6 Responses to “How Social Media Writing Opens the Door to More and More Work”

  1. Hi Nick,

    I have a BS degree in Computer Information Systems. One of the courses I took is systems analysis.

    A few concepts in your social media marketing program are very close to some of the principles I learned in my systems analysis course. For example, there are some similarities between your 6-stage process of implementation and the systems analysis life cycle for a software system.

    I really enjoyed your program and recommend it highly to others.
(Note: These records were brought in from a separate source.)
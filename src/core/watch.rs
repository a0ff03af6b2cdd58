//! Watch mode: poll the source tree and re-run the matching build tasks
//! when files change.
//!
//! A failing rebuild is logged and watching continues; the next save gets
//! another chance.

use std::collections::HashMap;
use std::path::PathBuf;
use std::time::{Duration, SystemTime};

use crate::error::Result;
use crate::pipeline::{self, PipelineContext};
use crate::utils::fsx;

const POLL_INTERVAL: Duration = Duration::from_millis(500);

/// Source kinds and the tasks a change to each re-runs.
const WATCHES: &[(&str, &[&str], &[&str])] = &[
    ("scripts", &["ts"], &["compile-scripts"]),
    ("styles", &["scss"], &["styles"]),
    ("markup", &["html"], &["copy-html"]),
];

type Snapshot = HashMap<PathBuf, SystemTime>;

/// Mtimes of everything under `app/` plus the entry document.
fn snapshot(ctx: &PipelineContext) -> Result<Snapshot> {
    let mut snap = Snapshot::new();

    let app = ctx.layout.app();
    if app.exists() {
        for file in fsx::walk_files(&app)? {
            if let Ok(modified) = file.metadata().and_then(|m| m.modified()) {
                snap.insert(file, modified);
            }
        }
    }

    let index = ctx.layout.index_html();
    if let Ok(modified) = index.metadata().and_then(|m| m.modified()) {
        snap.insert(index, modified);
    }

    Ok(snap)
}

/// Watch kinds touched by the difference between two snapshots (changed,
/// added, or removed files).
fn changed_kinds(previous: &Snapshot, next: &Snapshot) -> Vec<&'static str> {
    let mut kinds = Vec::new();

    let mut touched: Vec<&PathBuf> = Vec::new();
    for (path, modified) in next {
        if previous.get(path) != Some(modified) {
            touched.push(path);
        }
    }
    for path in previous.keys() {
        if !next.contains_key(path) {
            touched.push(path);
        }
    }

    for (name, extensions, _) in WATCHES {
        let hit = touched.iter().any(|path| {
            path.extension()
                .and_then(|e| e.to_str())
                .map(|ext| extensions.contains(&ext))
                .unwrap_or(false)
        });
        if hit && !kinds.contains(name) {
            kinds.push(*name);
        }
    }

    kinds
}

fn tasks_for(kind: &str) -> &'static [&'static str] {
    WATCHES
        .iter()
        .find(|(name, _, _)| *name == kind)
        .map(|(_, _, tasks)| *tasks)
        .unwrap_or(&[])
}

/// Initial build, then poll until the process is interrupted.
pub fn run(ctx: &PipelineContext) -> Result<()> {
    pipeline::run_tasks(ctx, &["build"])?;
    log_status!("dev", "Watching {} for changes", ctx.layout.app().display());

    let mut previous = snapshot(ctx)?;
    loop {
        std::thread::sleep(POLL_INTERVAL);
        let next = snapshot(ctx)?;
        for kind in changed_kinds(&previous, &next) {
            log_status!("dev", "{} changed, rebuilding", kind);
            if let Err(err) = pipeline::run_tasks(ctx, tasks_for(kind)) {
                log_status!("dev", "Rebuild failed: {}", err);
            }
        }
        previous = next;
    }
}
    SheilaApril 29, 2016 at 8:58 am

  2. Hi Nick, My question has to do with conflict-of-interest. If I were to pursue work in social media I would work within my niche market. In doing so, would I be writing blogs and otherwise attracting attention that will be forwarded to my personal website and to my LinkedIn profile? Or is this work performed as a ghost writer? If I imbed myself in discussions, would this be considered self-serving although I would still be working for the client?

    Nora KingApril 29, 2016 at 3:16 pm

  3. Hi Nick,

    Yes, you do have the mind of a systems analyst, in my opinion. All the information you provide to us in your programs are very well thought out. Sometimes it takes an analytical mind to do that. :)

    I also didn't mean to make you "nervous" when you saw the first version of Mobile Phones Research.

    You too, have a great weekend.


    SheilaApril 29, 2016 at 7:06 pm

  4. Hi Nick; I am still completing the Accelerated Copywriting course, and I have signed onto two of your products: Web Copywriting 2.0 and Social Media Marketing (the course you are offering now.) I had planned to delve into Web Copywriting to have a firm foundation for the field. But Social Media Marketing seems a faster way of breaking in. As I am pressed to have an income within a couple months, would you recommend jumping straight into Social Media Marketing?